=== Given information ===

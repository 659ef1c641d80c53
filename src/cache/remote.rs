//! External key-value cache over Redis (feature `redis`).
//!
//! Multi-get uses a single `MGET`; multi-set is pipelined `SETEX`. Keys are
//! namespaced under `namespace:` so `clear` only removes our own entries.

use async_trait::async_trait;
use redis::aio::ConnectionManager;
use redis::AsyncCommands;
use std::time::Duration;

use super::backend::CacheBackend;
use super::key::CacheKey;
use crate::{Error, Result};

const CONNECT_TIMEOUT: Duration = Duration::from_secs(5);

pub struct RedisCache {
    conn: ConnectionManager,
    namespace: String,
}

impl RedisCache {
    pub async fn connect(url: &str, namespace: impl Into<String>) -> Result<Self> {
        let client = redis::Client::open(url)
            .map_err(|e| Error::cache(format!("Failed to create Redis client: {}", e)))?;
        let conn = tokio::time::timeout(CONNECT_TIMEOUT, ConnectionManager::new(client))
            .await
            .map_err(|_| Error::cache(format!("Timed out connecting to Redis at {}", url)))?
            .map_err(|e| Error::cache(format!("Failed to connect to Redis: {}", e)))?;
        tracing::info!(url, "connected to external cache");
        Ok(Self {
            conn,
            namespace: namespace.into(),
        })
    }

    fn redis_key(&self, key: &CacheKey) -> String {
        format!("{}:{}", self.namespace, key.hash)
    }
}

fn redis_err(op: &str, e: redis::RedisError) -> Error {
    Error::cache(format!("Redis {} error: {}", op, e))
}

fn ttl_secs(ttl: Duration) -> u64 {
    ttl.as_secs().max(1)
}

#[async_trait]
impl CacheBackend for RedisCache {
    async fn get(&self, key: &CacheKey) -> Result<Option<Vec<u8>>> {
        let mut conn = self.conn.clone();
        conn.get::<_, Option<Vec<u8>>>(self.redis_key(key))
            .await
            .map_err(|e| redis_err("GET", e))
    }

    async fn set(&self, key: &CacheKey, value: &[u8], ttl: Duration) -> Result<()> {
        let mut conn = self.conn.clone();
        conn.set_ex::<_, _, ()>(self.redis_key(key), value, ttl_secs(ttl))
            .await
            .map_err(|e| redis_err("SETEX", e))
    }

    async fn get_many(&self, keys: &[CacheKey]) -> Result<Vec<Option<Vec<u8>>>> {
        if keys.is_empty() {
            return Ok(Vec::new());
        }
        let mut conn = self.conn.clone();
        let names: Vec<String> = keys.iter().map(|k| self.redis_key(k)).collect();
        redis::cmd("MGET")
            .arg(&names)
            .query_async::<_, Vec<Option<Vec<u8>>>>(&mut conn)
            .await
            .map_err(|e| redis_err("MGET", e))
    }

    async fn set_many(&self, entries: &[(CacheKey, Vec<u8>)], ttl: Duration) -> Result<()> {
        if entries.is_empty() {
            return Ok(());
        }
        let mut conn = self.conn.clone();
        let mut pipe = redis::pipe();
        for (key, value) in entries {
            pipe.set_ex(self.redis_key(key), value.as_slice(), ttl_secs(ttl))
                .ignore();
        }
        pipe.query_async::<_, ()>(&mut conn)
            .await
            .map_err(|e| redis_err("pipelined SETEX", e))
    }

    async fn delete(&self, key: &CacheKey) -> Result<bool> {
        let mut conn = self.conn.clone();
        let removed: u64 = conn
            .del(self.redis_key(key))
            .await
            .map_err(|e| redis_err("DEL", e))?;
        Ok(removed > 0)
    }

    async fn clear(&self) -> Result<()> {
        let keys = self.scan_keys().await?;
        if keys.is_empty() {
            return Ok(());
        }
        let mut conn = self.conn.clone();
        conn.del::<_, ()>(keys)
            .await
            .map_err(|e| redis_err("DEL", e))
    }

    async fn len(&self) -> Result<usize> {
        Ok(self.scan_keys().await?.len())
    }

    fn name(&self) -> &'static str {
        "redis"
    }
}

impl RedisCache {
    async fn scan_keys(&self) -> Result<Vec<String>> {
        let mut conn = self.conn.clone();
        let pattern = format!("{}:*", self.namespace);
        let mut iter = conn
            .scan_match::<_, String>(pattern)
            .await
            .map_err(|e| redis_err("SCAN", e))?;
        let mut keys = Vec::new();
        while let Some(k) = iter.next_item().await {
            keys.push(k);
        }
        Ok(keys)
    }
}
//! Benchmarks for ensemble reduction
//!
//! This benchmark measures:
//! - Best-of-N scoring across ensemble sizes
//! - Voting (equivalence-class partitioning)
//! - Weighted averaging of numeric answers

use criterion::{black_box, criterion_group, criterion_main, BenchmarkId, Criterion};
use omni_orchestrator::ensemble::{
    EnsembleAggregator, EnsembleConfig, EnsembleMember, EnsembleStrategy,
};
use omni_orchestrator::types::Response;
use std::time::Duration;

fn fixture(n: usize) -> (EnsembleConfig, Vec<Response>) {
    let members = (0..n)
        .map(|i| EnsembleMember::new(format!("b{}", i), ""))
        .collect();
    let responses = (0..n)
        .map(|i| {
            let body = format!(
                "```yaml\napiVersion: apps/v1\nkind: Deployment\nspec:\n  replicas: {}\n{}```",
                i % 3,
                "  # padding line\n".repeat(20 + i)
            );
            Response::success(format!("b{}", i), body, 200, Duration::from_millis(50))
        })
        .collect();
    (EnsembleConfig::new(members), responses)
}

fn bench_strategies(c: &mut Criterion) {
    let mut group = c.benchmark_group("ensemble_reduce");
    for n in [3usize, 8, 16] {
        let (config, responses) = fixture(n);
        for strategy in [
            EnsembleStrategy::BestOfN,
            EnsembleStrategy::Voting,
            EnsembleStrategy::Consensus { min_agreement: None },
        ] {
            group.bench_with_input(
                BenchmarkId::new(strategy.as_str(), n),
                &responses,
                |b, responses| {
                    b.iter(|| {
                        EnsembleAggregator::reduce(
                            black_box(&config),
                            strategy,
                            responses.clone(),
                        )
                    })
                },
            );
        }
    }
    group.finish();
}

fn bench_weighted_average(c: &mut Criterion) {
    let config = EnsembleConfig::new(
        (0..5)
            .map(|i| EnsembleMember::new(format!("b{}", i), "").with_weight(1.0 + i as f64))
            .collect(),
    );
    let responses: Vec<Response> = (0..5)
        .map(|i| {
            Response::success(
                format!("b{}", i),
                format!(r#"{{"security": {}, "cost": {}.5}}"#, 6 + i, i),
                12,
                Duration::ZERO,
            )
        })
        .collect();
    c.bench_function("weighted_average_json", |b| {
        b.iter(|| {
            EnsembleAggregator::reduce(
                black_box(&config),
                EnsembleStrategy::WeightedAverage,
                responses.clone(),
            )
        })
    });
}

criterion_group!(benches, bench_strategies, bench_weighted_average);
criterion_main!(benches);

===

What this task involves =>
An exact reproduction of the data is required. Leave nothing out.

Exercise answer =>
repository 659ef1c641d80c53
filename src/cache/remote.rs
//! External key-value cache over Redis (feature `redis`).
//!
//! Multi-get uses a single `MGET`; multi-set is pipelined `SETEX`. Keys are
//! namespaced under `namespace:` so `clear` only removes our own entries.

use async_trait::async_trait;
use redis::aio::ConnectionManager;
use redis::AsyncCommands;
use std::time::Duration;

use super::backend::CacheBackend;
use super::key::CacheKey;
use crate::{Error, Result};

const CONNECT_TIMEOUT: Duration = Duration::from_secs(5);

pub struct RedisCache {
    conn: ConnectionManager,
    namespace: String,
}

impl RedisCache {
    pub async fn connect(url: &str, namespace: impl Into<String>) -> Result<Self> {
        let client = redis::Client::open(url)
            .map_err(|e| Error::cache(format!("Failed to create Redis client: {}", e)))?;
        let conn = tokio::time::timeout(CONNECT_TIMEOUT, ConnectionManager::new(client))
            .await
            .map_err(|_| Error::cache(format!("Timed out connecting to Redis at {}", url)))?
            .map_err(|e| Error::cache(format!("Failed to connect to Redis: {}", e)))?;
        tracing::info!(url, "connected to external cache");
        Ok(Self {
            conn,
            namespace: namespace.into(),
        })
    }

    fn redis_key(&self, key: &CacheKey) -> String {
        format!("{}:{}", self.namespace, key.hash)
    }
}

fn redis_err(op: &str, e: redis::RedisError) -> Error {
    Error::cache(format!("Redis {} error: {}", op, e))
}

fn ttl_secs(ttl: Duration) -> u64 {
    ttl.as_secs().max(1)
}

#[async_trait]
impl CacheBackend for RedisCache {
    async fn get(&self, key: &CacheKey) -> Result<Option<Vec<u8>>> {
        let mut conn = self.conn.clone();
        conn.get::<_, Option<Vec<u8>>>(self.redis_key(key))
            .await
            .map_err(|e| redis_err("GET", e))
    }

    async fn set(&self, key: &CacheKey, value: &[u8], ttl: Duration) -> Result<()> {
        let mut conn = self.conn.clone();
        conn.set_ex::<_, _, ()>(self.redis_key(key), value, ttl_secs(ttl))
            .await
            .map_err(|e| redis_err("SETEX", e))
    }

    async fn get_many(&self, keys: &[CacheKey]) -> Result<Vec<Option<Vec<u8>>>> {
        if keys.is_empty() {
            return Ok(Vec::new());
        }
        let mut conn = self.conn.clone();
        let names: Vec<String> = keys.iter().map(|k| self.redis_key(k)).collect();
        redis::cmd("MGET")
            .arg(&names)
            .query_async::<_, Vec<Option<Vec<u8>>>>(&mut conn)
            .await
            .map_err(|e| redis_err("MGET", e))
    }

    async fn set_many(&self, entries: &[(CacheKey, Vec<u8>)], ttl: Duration) -> Result<()> {
        if entries.is_empty() {
            return Ok(());
        }
        let mut conn = self.conn.clone();
        let mut pipe = redis::pipe();
        for (key, value) in entries {
            pipe.set_ex(self.redis_key(key), value.as_slice(), ttl_secs(ttl))
                .ignore();
        }
        pipe.query_async::<_, ()>(&mut conn)
            .await
            .map_err(|e| redis_err("pipelined SETEX", e))
    }

    async fn delete(&self, key: &CacheKey) -> Result<bool> {
        let mut conn = self.conn.clone();
        let removed: u64 = conn
            .del(self.redis_key(key))
            .await
            .map_err(|e| redis_err("DEL", e))?;
        Ok(removed > 0)
    }

    async fn clear(&self) -> Result<()> {
        let keys = self.scan_keys().await?;
        if keys.is_empty() {
            return Ok(());
        }
        let mut conn = self.conn.clone();
        conn.del::<_, ()>(keys)
            .await
            .map_err(|e| redis_err("DEL", e))
    }

    async fn len(&self) -> Result<usize> {
        Ok(self.scan_keys().await?.len())
    }

    fn name(&self) -> &'static str {
        "redis"
    }
}

impl RedisCache {
    async fn scan_keys(&self) -> Result<Vec<String>> {
        let mut conn = self.conn.clone();
        let pattern = format!("{}:*", self.namespace);
        let mut iter = conn
            .scan_match::<_, String>(pattern)
            .await
            .map_err(|e| redis_err("SCAN", e))?;
        let mut keys = Vec::new();
        while let Some(k) = iter.next_item().await {
            keys.push(k);
        }
        Ok(keys)
    }
}
//! Benchmarks for ensemble reduction
//!
//! This benchmark measures:
//! - Best-of-N scoring across ensemble sizes
//! - Voting (equivalence-class partitioning)
//! - Weighted averaging of numeric answers

use criterion::{black_box, criterion_group, criterion_main, BenchmarkId, Criterion};
use omni_orchestrator::ensemble::{
    EnsembleAggregator, EnsembleConfig, EnsembleMember, EnsembleStrategy,
};
use omni_orchestrator::types::Response;
use std::time::Duration;

fn fixture(n: usize) -> (EnsembleConfig, Vec<Response>) {
    let members = (0..n)
        .map(|i| EnsembleMember::new(format!("b{}", i), ""))
        .collect();
    let responses = (0..n)
        .map(|i| {
            let body = format!(
                "```yaml\napiVersion: apps/v1\nkind: Deployment\nspec:\n  replicas: {}\n{}```",
                i % 3,
                "  # padding line\n".repeat(20 + i)
            );
            Response::success(format!("b{}", i), body, 200, Duration::from_millis(50))
        })
        .collect();
    (EnsembleConfig::new(members), responses)
}

fn bench_strategies(c: &mut Criterion) {
    let mut group = c.benchmark_group("ensemble_reduce");
    for n in [3usize, 8, 16] {
        let (config, responses) = fixture(n);
        for strategy in [
            EnsembleStrategy::BestOfN,
            EnsembleStrategy::Voting,
            EnsembleStrategy::Consensus { min_agreement: None },
        ] {
            group.bench_with_input(
                BenchmarkId::new(strategy.as_str(), n),
                &responses,
                |b, responses| {
                    b.iter(|| {
                        EnsembleAggregator::reduce(
                            black_box(&config),
                            strategy,
                            responses.clone(),
                        )
                    })
                },
            );
        }
    }
    group.finish();
}

fn bench_weighted_average(c: &mut Criterion) {
    let config = EnsembleConfig::new(
        (0..5)
            .map(|i| EnsembleMember::new(format!("b{}", i), "").with_weight(1.0 + i as f64))
            .collect(),
    );
    let responses: Vec<Response> = (0..5)
        .map(|i| {
            Response::success(
                format!("b{}", i),
                format!(r#"{{"security": {}, "cost": {}.5}}"#, 6 + i, i),
                12,
                Duration::ZERO,
            )
        })
        .collect();
    c.bench_function("weighted_average_json", |b| {
        b.iter(|| {
            EnsembleAggregator::reduce(
                black_box(&config),
                EnsembleStrategy::WeightedAverage,
                responses.clone(),
            )
        })
    });
}

criterion_group!(benches, bench_strategies, bench_weighted_average);
criterion_main!(benches);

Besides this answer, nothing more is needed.